Anyway... I've mentioned before the issues around the fantastical claims of China's explosive box office growth. Taking their cue from the Hollywood hegemons, who make 'biggest ever' standard marketing fare, we've seen the same approach to box office figures as to the Chinese stock market: only good, upbeat news is allowed. Make that
was.
A recent US-China trade deal means that China now has an increased legal duty to ensure box office figures are accurate, and clamp down on piracy. The Chinese government finally permitted the huge 'correction' (econospeak for massive fall) in the value of the Chinese stock market recently, and with the state media reporting on suspicions that the home-grown CGI-fest
Monster was exaggerating the box office returns, we're seeing the start of a similar process.
India will undoubtedly become a hype story soon enough, with equal issues over its figures, given how 'cinema' runs in the still huge rural market; listen to Chuck D and don't believe the hyp when that becomes the next meme.
The Western markets have inspired this behaviour - cinema crowds
do operate on a herd/heard (word-of-mouth ...) basis, and we flock to a hit. As a recent, typically insightful
Guardian box office column pointed out, the studios have been engaged in unattributed flame wars seeking to brand each other's tentpole releases as flops through social media, hoping to convince people to avoid them.

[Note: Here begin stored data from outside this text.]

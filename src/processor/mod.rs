//! Per site epoch processor
use std::{
    collections::{BTreeMap, HashMap},
    sync::Arc,
};

use log::{debug, error, info, warn};
use nalgebra::{DMatrix, DVector};

use crate::{
    averager::Averager,
    bias::{AtmosphereModel, BiasSource, TideModel},
    cfg::Positioning,
    navigation::{
        Covariance, DilutionOfPrecision, Filter, OutlierDetector, Parameter, ParameterClass,
        ParameterKind, ParameterSet, StochasticModel,
    },
    observation::ObservationSource,
    orbit::OrbitSource,
    position::Position,
    prelude::{Candidate, Config, Epoch, Error, Vector3, SV},
    products::{Product, ProductStore},
};

mod batch;
mod build;
mod predict;
mod prepare;

pub use batch::{process_sites, BatchReport};

use build::Rows;
use prepare::Context;

/// External collaborators consulted by the [EpochProcessor].
/// Only observations and orbits are mandatory.
#[derive(Clone)]
pub struct Sources {
    /// [ObservationSource]
    pub observations: Arc<dyn ObservationSource + Send + Sync>,
    /// [OrbitSource]
    pub orbits: Arc<dyn OrbitSource + Send + Sync>,
    /// Code biases
    pub biases: Option<Arc<dyn BiasSource + Send + Sync>>,
    /// A-priori atmosphere
    pub atmosphere: Option<Arc<dyn AtmosphereModel + Send + Sync>>,
    /// Site displacement
    pub tides: Option<Arc<dyn TideModel + Send + Sync>>,
}

impl Sources {
    pub fn new(
        observations: Arc<dyn ObservationSource + Send + Sync>,
        orbits: Arc<dyn OrbitSource + Send + Sync>,
    ) -> Self {
        Self {
            observations,
            orbits,
            biases: None,
            atmosphere: None,
            tides: None,
        }
    }

    /// Copies and returns [Sources] with [BiasSource]
    pub fn with_biases(&self, biases: Arc<dyn BiasSource + Send + Sync>) -> Self {
        let mut s = self.clone();
        s.biases = Some(biases);
        s
    }

    /// Copies and returns [Sources] with [AtmosphereModel]
    pub fn with_atmosphere(&self, atmosphere: Arc<dyn AtmosphereModel + Send + Sync>) -> Self {
        let mut s = self.clone();
        s.atmosphere = Some(atmosphere);
        s
    }

    /// Copies and returns [Sources] with [TideModel]
    pub fn with_tides(&self, tides: Arc<dyn TideModel + Send + Sync>) -> Self {
        let mut s = self.clone();
        s.tides = Some(tides);
        s
    }
}
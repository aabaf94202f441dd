//! Receiver position and local topocentric geometry
use crate::prelude::Vector3;
use map_3d::{ecef2geodetic, geodetic2ecef, Ellipsoid};
use nalgebra::Matrix3;

/// [Position] is used as the linearization point and as the
/// origin of the local topocentric frame.
#[derive(Default, Debug, Clone, Copy, PartialEq)]
pub struct Position {
    /// ECEF coordinates in meters
    pub(crate) ecef: Vector3<f64>,
    /// Geodetic coordinates in radians
    pub(crate) geodetic: Vector3<f64>,
}

impl Position {
    /// Builds new [Position] from ECEF coordinates expressed in meter.
    pub fn from_ecef(ecef: Vector3<f64>) -> Self {
        let (x, y, z) = (ecef[0], ecef[1], ecef[2]);
        let (lat, lon, h) = ecef2geodetic(x, y, z, Ellipsoid::WGS84);
        Self {
            ecef,
            geodetic: Vector3::new(lat, lon, h),
        }
    }

    /// Builds new [Position] from Geodetic coordinates
    /// - latitude [rad]
    /// - longitude [rad]
    /// - altitude above sea level [m]
    pub fn from_geo(geodetic: Vector3<f64>) -> Self {
        let (lat, lon, alt) = (geodetic[0], geodetic[1], geodetic[2]);
        let (x, y, z) = geodetic2ecef(lat, lon, alt, Ellipsoid::WGS84);
        Self {
            geodetic,
            ecef: Vector3::new(x, y, z),
        }
    }

    /// Returns ECEF coordinates.
    pub fn ecef(&self) -> Vector3<f64> {
        self.ecef
    }

    /// Returns Geodetic coordinates
    /// - latitude [rad]
    /// - longitude [rad]
    /// - altitude above sea levl [m]
    pub fn geodetic(&self) -> Vector3<f64> {
        self.geodetic
    }

    /// ECEF to local ENU rotation matrix, at this [Position].
    pub fn ecef_to_enu(&self) -> Matrix3<f64> {
        ecef_to_enu(self.geodetic[0], self.geodetic[1])
    }

    /// Elevation and azimuth angles (both in degrees) of a target
    /// expressed in ECEF meters, as seen from this [Position].
    pub fn elevation_azimuth_deg(&self, target_ecef_m: Vector3<f64>) -> (f64, f64) {
        let enu = self.ecef_to_enu() * (target_ecef_m - self.ecef);
        let norm = enu.norm();
        if norm == 0.0 {
            return (0.0, 0.0);
        }
        let elev = (enu[2] / norm).asin().to_degrees();
        let mut azim = enu[0].atan2(enu[1]).to_degrees();
        if azim < 0.0 {
            azim += 360.0;
        }
        (elev, azim)
    }
}

/// ECEF to ENU rotation matrix, latitude and longitude in radians.
pub(crate) fn ecef_to_enu(lat_rad: f64, lon_rad: f64) -> Matrix3<f64> {
    let (sin_lat, cos_lat) = lat_rad.sin_cos();
    let (sin_lon, cos_lon) = lon_rad.sin_cos();
    Matrix3::new(
        -sin_lon,
        cos_lon,
        0.0,
        -sin_lat * cos_lon,
        -sin_lat * sin_lon,
        cos_lat,
        cos_lat * cos_lon,
        cos_lat * sin_lon,
        sin_lat,
    )
}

China takes box office manipulation to the twilight zone - as
this article reports, the figures for
Monster were inflated not just by benefitting from the period when US films are blocked each year, but also 40m 'public welfare' tickets
given out to families. This often results in empty cinemas screening in the early hours, a phantom
operation indeed (just how many horror intertextualities can I squeeze in from dusk 'til dawn...).
I guess the moral of the story is, don't get too wrapped up in box office this yuletide...
*The blogger app is handy but its way too easy to lose something you've worked on - don't try to switch windows to ... ironically, given the ownership ...
Google something for example! A longer, wittier version of this post had appeared on the wrong blog, was shown as an earlier link-only post when I tried to navigate back to the right blog to re-post it ... and deleted entirely along the way. VERY annoying. Brings to mind Battlestar Galactica's haunting version of
All Along the Watchtower: "all of this has happened before and all of this will happen again" [and thats the second time I've typed/tapped that ... this time on a Macbook now on 4% battery!]